Spec is the bottleneck, not the model

Once model capability passes a threshold, code quality depends on the completeness of the specification — not the intelligence of the model. A field note from tamer's design log.

2026-05-05 · tamer team · 10 min read

Original article: Your coding agent is under-specified by Hamidreza Saghir (2026-05-02). This post is our response and a description of how tamer is structurally aligned with the thesis.

TL;DR

Once model capability passes a threshold, the limiting factor is spec completeness, not model intelligence.
Better models write code that is more confidently wrong — locally tidy, globally drifting.
Tests catch behaviour, not architectural drift across modules.
Tamer is structurally aligned with this thesis. We treat coding agents as bounded executors of explicit specs, not oracles.
We are not done. Five known gaps below.

The thesis

A recent benchmark from Alibaba — SWE-CI — ran 18 AI agents against 100 real codebases over 233 days and 71 consecutive commits. Over time, more than 75% of agents showed an increasing regression rate. Their changes broke previously-passing tests at an accelerating pace.

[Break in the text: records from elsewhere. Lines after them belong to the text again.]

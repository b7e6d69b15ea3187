//! Filter stage: reduces the trade universe to a working subset.
//!
//! Two independent predicates are applied:
//! - symbol membership (an empty selection keeps every symbol)
//! - a trailing time window ending at the latest exit time of the **whole
//!   universe**, never the wall clock and never the symbol-filtered subset
//!
//! Output preserves input order.

use std::collections::BTreeSet;
use std::fmt;
use std::str::FromStr;

use chrono::{DateTime, Duration, Utc};
use serde::{Deserialize, Serialize};
use thiserror::Error;

use crate::trade::Trade;

/// Named trailing window.
#[derive(Debug, Clone, Copy, PartialEq, Eq, Hash, Default, Serialize, Deserialize)]
pub enum TimeWindow {
    /// Last 24 hours.
    #[serde(rename = "24h")]
    Last24Hours,
    /// Last 7 days.
    #[serde(rename = "7d")]
    Last7Days,
    /// Last 30 days.
    #[serde(rename = "30d")]
    Last30Days,
    /// No time restriction.
    #[default]
    #[serde(rename = "all")]
    AllTime,
}

impl TimeWindow {
    /// Window length in milliseconds, `None` for all-time.
    #[must_use]
    pub const fn millis(&self) -> Option<i64> {
        match self {
            Self::Last24Hours => Some(86_400_000),
            Self::Last7Days => Some(604_800_000),
            Self::Last30Days => Some(2_592_000_000),
            Self::AllTime => None,
        }
    }

    /// Window length as a duration, `None` for all-time.
    #[must_use]
    pub fn duration(&self) -> Option<Duration> {
        self.millis().map(Duration::milliseconds)
    }

    /// Short label used in config files and output.
    #[must_use]
    pub const fn as_str(&self) -> &'static str {
        match self {
            Self::Last24Hours => "24h",
            Self::Last7Days => "7d",
            Self::Last30Days => "30d",
            Self::AllTime => "all",
        }
    }

    /// Earliest exit time kept by this window for the given anchor.
    ///
    /// `None` means no lower bound: all-time, or an empty universe.
    #[must_use]
    pub fn cutoff(&self, anchor: Option<DateTime<Utc>>) -> Option<DateTime<Utc>> {
        let duration = self.duration()?;
        anchor.map(|a| a - duration)
    }
}

impl fmt::Display for TimeWindow {
    fn fmt(&self, f: &mut fmt::Formatter<'_>) -> fmt::Result {
        f.write_str(self.as_str())
    }
}

/// Unrecognised window label.
#[derive(Debug, Clone, PartialEq, Eq, Error)]
#[error("unknown time window '{0}' (expected 24h, 7d, 30d or all)")]
pub struct ParseWindowError(String);

impl FromStr for TimeWindow {
    type Err = ParseWindowError;

    fn from_str(s: &str) -> Result<Self, Self::Err> {
        match s.trim().to_lowercase().as_str() {
            "24h" => Ok(Self::Last24Hours),
            "7d" => Ok(Self::Last7Days),
            "30d" => Ok(Self::Last30Days),
            "all" => Ok(Self::AllTime),
            other => Err(ParseWindowError(other.to_string())),
        }
    }
}

/// Filter selection built per interaction.
#[derive(Debug, Clone, PartialEq, Eq, Default, Serialize, Deserialize)]
pub struct FilterCriteria {
    /// Selected symbols; empty means all.
    #[serde(default)]
    pub symbols: BTreeSet<String>,
    /// Trailing window.
    #[serde(default)]
    pub window: TimeWindow,
}

impl FilterCriteria {
    /// Create criteria from a symbol selection and a window.
    #[must_use]
    pub fn new(symbols: impl IntoIterator<Item = String>, window: TimeWindow) -> Self {
        Self {
            symbols: symbols.into_iter().collect(),
            window,
        }
    }

    /// Criteria that keep every trade.
    #[must_use]
    pub fn all() -> Self {
        Self::default()
    }

    /// Whether a trade passes the symbol predicate.
    #[must_use]
    pub fn matches_symbol(&self, trade: &Trade) -> bool {
        self.symbols.is_empty() || self.symbols.contains(&trade.asset)
    }
}

/// Filter `universe`, anchoring the window at the universe's latest exit time.
#[must_use]
pub fn filter_trades(universe: &[Trade], criteria: &FilterCriteria) -> Vec<Trade> {
    let anchor = universe.iter().map(|t| t.exit_time).max();
    filter_with_anchor(universe, criteria, anchor)
}

/// Filter `trades` against an explicit window anchor.
///
/// Use this when `trades` is already a subset and the anchor must still come
/// from the full universe (e.g. re-filtering a previous result).
#[must_use]
pub fn filter_with_anchor(
    trades: &[Trade],
    criteria: &FilterCriteria,
    anchor: Option<DateTime<Utc>>,
) -> Vec<Trade> {
    let cutoff = criteria.window.cutoff(anchor);

    let filtered: Vec<Trade> = trades
        .iter()
        .filter(|t| criteria.matches_symbol(t))
        .filter(|t| cutoff.is_none_or(|c| t.exit_time >= c))
        .cloned()
        .collect();

    tracing::debug!(
        input = trades.len(),
        kept = filtered.len(),
        window = %criteria.window,
        symbols = criteria.symbols.len(),
        "Filtered trades"
    );

    filtered
}

#[cfg(test)]
mod tests {
    use chrono::TimeZone;
    use test_case::test_case;

    use super::*;
    use crate::trade::test_support::trade;

    #[test_case("24h", TimeWindow::Last24Hours ; "day")]
    #[test_case("7D", TimeWindow::Last7Days ; "week uppercase")]
    #[test_case(" 30d ", TimeWindow::Last30Days ; "month padded")]
    #[test_case("all", TimeWindow::AllTime ; "all time")]
    fn test_parse_window(input: &str, expected: TimeWindow) {
        assert_eq!(input.parse::<TimeWindow>(), Ok(expected));
    }

    #[test]
    fn test_parse_window_rejects_unknown() {
        assert!("1y".parse::<TimeWindow>().is_err());
    }

    #[test_case(TimeWindow::Last24Hours, 86_400_000)]
    #[test_case(TimeWindow::Last7Days, 604_800_000)]
    #[test_case(TimeWindow::Last30Days, 2_592_000_000)]
    fn test_window_millis(window: TimeWindow, expected: i64) {
        assert_eq!(window.millis(), Some(expected));
    }

    #[test]
    fn test_empty_symbols_keep_all() {
        let trades = vec![trade("1", "SOL", 1, 1), trade("2", "JUP", 1, 2)];
        let filtered = filter_trades(&trades, &FilterCriteria::all());
        assert_eq!(filtered, trades);
    }

    #[test]
    fn test_symbol_filter_preserves_order() {
        let trades = vec![
            trade("1", "SOL", 1, 3),
            trade("2", "JUP", 1, 2),
            trade("3", "SOL", 1, 1),
        ];
        let criteria = FilterCriteria::new(vec!["SOL".to_string()], TimeWindow::AllTime);
        let ids: Vec<_> = filter_trades(&trades, &criteria)
            .into_iter()
            .map(|t| t.id)
            .collect();
        assert_eq!(ids, ["1", "3"]);
    }

    #[test]
    fn test_window_cutoff_is_inclusive() {
        // Exits at 0h, 24h and 48h: a 24h window anchored at 48h keeps 24h and 48h.
        let trades = vec![
            trade("1", "SOL", 1, 0),
            trade("2", "SOL", 1, 24),
            trade("3", "SOL", 1, 48),
        ];
        let criteria = FilterCriteria::new(Vec::new(), TimeWindow::Last24Hours);
        let ids: Vec<_> = filter_trades(&trades, &criteria)
            .into_iter()
            .map(|t| t.id)
            .collect();
        assert_eq!(ids, ["2", "3"]);
    }

    #[test]
    fn test_window_anchor_ignores_wall_clock() {
        let anchor = Utc
            .with_ymd_and_hms(2025, 12, 10, 0, 0, 0)
            .single()
            .unwrap_or_else(|| panic!("valid anchor"));
        let cutoff = TimeWindow::Last24Hours.cutoff(Some(anchor));
        assert_eq!(cutoff, Some(anchor - Duration::milliseconds(86_400_000)));
        assert_eq!(TimeWindow::AllTime.cutoff(Some(anchor)), None);
        assert_eq!(TimeWindow::Last7Days.cutoff(None), None);
    }

    #[test]
    fn test_empty_universe() {
        let criteria = FilterCriteria::new(vec!["SOL".to_string()], TimeWindow::Last7Days);
        assert!(filter_trades(&[], &criteria).is_empty());
    }

    #[test]
    fn test_filter_is_idempotent_with_fixed_anchor() {
        let trades = vec![
            trade("1", "SOL", 1, 0),
            trade("2", "JUP", 1, 100),
            trade("3", "SOL", 1, 200),
        ];
        let anchor = trades.iter().map(|t| t.exit_time).max();
        let criteria = FilterCriteria::new(vec!["SOL".to_string()], TimeWindow::Last7Days);

        let once = filter_with_anchor(&trades, &criteria, anchor);
        let twice = filter_with_anchor(&once, &criteria, anchor);
        assert_eq!(once, twice);
    }
}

The simplest interpretation is "models are bad at long-horizon work." The more uncomfortable interpretation is the one that survives scrutiny:

Once model capability exceeds a certain threshold, code quality depends on the completeness of the specification, not the intelligence of the model.

The model is no longer the bottleneck. The bottleneck moved upstream — into how we describe the work.

Four structural reasons it gets worse over time

1. Code is precise, prompts are vague

"Add authentication" is two words. The corresponding code can be hundreds of lines, encoding decisions about session storage, token rotation, password policy, MFA fallback, account-recovery flow, and rate limiting. Each of those decisions has a wrong answer that ships and a right answer the prompt did not name.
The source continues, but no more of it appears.